> _DATA FOR THE TASK_
※ ※ ※
//! Evenly spaced quantity grids.

/// `n` evenly spaced values over the closed interval `[start, end]`.
///
/// Values are computed as `start + i * step` with the last value pinned to `end`,
/// so integer-spaced ranges (e.g. `[1, 2000]` with 2000 points) are exact.
/// `n == 1` yields `[start]`; `n == 0` yields an empty grid.
pub fn linspace(start: f64, end: f64, n: usize) -> Vec<f64> {
    match n {
        0 => Vec::new(),
        1 => vec![start],
        _ => {
            let step = (end - start) / (n as f64 - 1.0);
            let mut out: Vec<f64> = (0..n).map(|i| start + i as f64 * step).collect();
            out[n - 1] = end;
            out
        }
    }
}

#[cfg(test)]
mod tests {
    use super::*;

    #[test]
    fn scan_grid_is_integer_spaced() {
        let q = linspace(1.0, 2000.0, 2000);
        assert_eq!(q.len(), 2000);
        assert_eq!(q[0], 1.0);
        assert_eq!(q[49], 50.0);
        assert_eq!(q[1999], 2000.0);
    }

    #[test]
    fn display_grid_endpoints() {
        let q = linspace(0.0, 10.0, 400);
        assert_eq!(q[0], 0.0);
        assert_eq!(q[399], 10.0);
        assert!(q.windows(2).all(|w| w[1] > w[0]));
    }

    #[test]
    fn degenerate_sizes() {
        assert!(linspace(0.0, 1.0, 0).is_empty());
        assert_eq!(linspace(3.0, 9.0, 1), vec![3.0]);
    }
}
//! Export display-grid series to CSV.
//!
//! The export is meant to be easy to consume in spreadsheets or downstream scripts.

use std::fs::File;
use std::io::Write;
use std::path::Path;

use crate::domain::DisplayCurves;
use crate::error::AppError;

/// Write one row per display-grid quantity.
pub fn write_series_csv(path: &Path, curves: &DisplayCurves) -> Result<(), AppError> {
    let mut file = File::create(path)
        .map_err(|e| AppError::Io(format!("Failed to create export CSV '{}': {e}", path.display())))?;
    write_series(&mut file, curves)
}

fn write_series<W: Write>(out: &mut W, curves: &DisplayCurves) -> Result<(), AppError> {
    writeln!(
        out,
        "quantity,price,total_revenue,total_cost_linear,total_cost_quadratic,profit"
    )
    .map_err(|e| AppError::Io(format!("Failed to write export CSV header: {e}")))?;

    for i in 0..curves.len() {
        writeln!(
            out,
            "{:.6},{:.6},{:.6},{:.6},{:.6},{:.6}",
            curves.quantity[i],
            curves.price[i],
            curves.revenue[i],
            curves.cost_linear[i],
            curves.cost_quadratic[i],
            curves.profit[i],
        )
        .map_err(|e| AppError::Io(format!("Failed to write export CSV row: {e}")))?;
    }

    Ok(())
}

#[cfg(test)]
mod tests {
    use super::*;

    #[test]
    fn writes_header_and_rows() {
        let curves = DisplayCurves {
            quantity: vec![0.0, 1.0],
            price: vec![5.0, 4.0],
            revenue: vec![0.0, 4.0],
            cost_linear: vec![1.0, 2.0],
            cost_quadratic: vec![1.0, 3.0],
            profit: vec![-1.0, 1.0],
        };
        let mut buf = Vec::new();
        write_series(&mut buf, &curves).unwrap();
        let text = String::from_utf8(buf).unwrap();
        let lines: Vec<&str> = text.lines().collect();
        assert_eq!(lines.len(), 3);
        assert!(lines[0].starts_with("quantity,price"));
        assert_eq!(
            lines[2],
            "1.000000,4.000000,4.000000,2.000000,3.000000,1.000000"
        );
    }
}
※ ※ ※
When you answer, return each line of the material exactly as it was written.

//! Evenly spaced quantity grids.

/// `n` evenly spaced values over the closed interval `[start, end]`.
///
/// Values are computed as `start + i * step` with the last value pinned to `end`,
/// so integer-spaced ranges (e.g. `[1, 2000]` with 2000 points) are exact.
/// `n == 1` yields `[start]`; `n == 0` yields an empty grid.
pub fn linspace(start: f64, end: f64, n: usize) -> Vec<f64> {
    match n {
        0 => Vec::new(),
        1 => vec![start],
        _ => {
            let step = (end - start) / (n as f64 - 1.0);
            let mut out: Vec<f64> = (0..n).map(|i| start + i as f64 * step).collect();
            out[n - 1] = end;
            out
        }
    }
}

#[cfg(test)]
mod tests {
    use super::*;

    #[test]
    fn scan_grid_is_integer_spaced() {
        let q = linspace(1.0, 2000.0, 2000);
        assert_eq!(q.len(), 2000);
        assert_eq!(q[0], 1.0);
        assert_eq!(q[49], 50.0);
        assert_eq!(q[1999], 2000.0);
    }

    #[test]
    fn display_grid_endpoints() {
        let q = linspace(0.0, 10.0, 400);
        assert_eq!(q[0], 0.0);
        assert_eq!(q[399], 10.0);
        assert!(q.windows(2).all(|w| w[1] > w[0]));
    }

    #[test]
    fn degenerate_sizes() {
        assert!(linspace(0.0, 1.0, 0).is_empty());
        assert_eq!(linspace(3.0, 9.0, 1), vec![3.0]);
    }
}
//! Export display-grid series to CSV.
//!
//! The export is meant to be easy to consume in spreadsheets or downstream scripts.

use std::fs::File;
use std::io::Write;
use std::path::Path;

use crate::domain::DisplayCurves;
use crate::error::AppError;

/// Write one row per display-grid quantity.
pub fn write_series_csv(path: &Path, curves: &DisplayCurves) -> Result<(), AppError> {
    let mut file = File::create(path)
        .map_err(|e| AppError::Io(format!("Failed to create export CSV '{}': {e}", path.display())))?;
    write_series(&mut file, curves)
}

fn write_series<W: Write>(out: &mut W, curves: &DisplayCurves) -> Result<(), AppError> {
    writeln!(
        out,
        "quantity,price,total_revenue,total_cost_linear,total_cost_quadratic,profit"
    )
    .map_err(|e| AppError::Io(format!("Failed to write export CSV header: {e}")))?;

    for i in 0..curves.len() {
        writeln!(
            out,
            "{:.6},{:.6},{:.6},{:.6},{:.6},{:.6}",
            curves.quantity[i],
            curves.price[i],
            curves.revenue[i],
            curves.cost_linear[i],
            curves.cost_quadratic[i],
            curves.profit[i],
        )
        .map_err(|e| AppError::Io(format!("Failed to write export CSV row: {e}")))?;
    }

    Ok(())
}

#[cfg(test)]
mod tests {
    use super::*;

    #[test]
    fn writes_header_and_rows() {
        let curves = DisplayCurves {
            quantity: vec![0.0, 1.0],
            price: vec![5.0, 4.0],
            revenue: vec![0.0, 4.0],
            cost_linear: vec![1.0, 2.0],
            cost_quadratic: vec![1.0, 3.0],
            profit: vec![-1.0, 1.0],
        };
        let mut buf = Vec::new();
        write_series(&mut buf, &curves).unwrap();
        let text = String::from_utf8(buf).unwrap();
        let lines: Vec<&str> = text.lines().collect();
        assert_eq!(lines.len(), 3);
        assert!(lines[0].starts_with("quantity,price"));
        assert_eq!(
            lines[2],
            "1.000000,4.000000,4.000000,2.000000,3.000000,1.000000"
        );
    }
}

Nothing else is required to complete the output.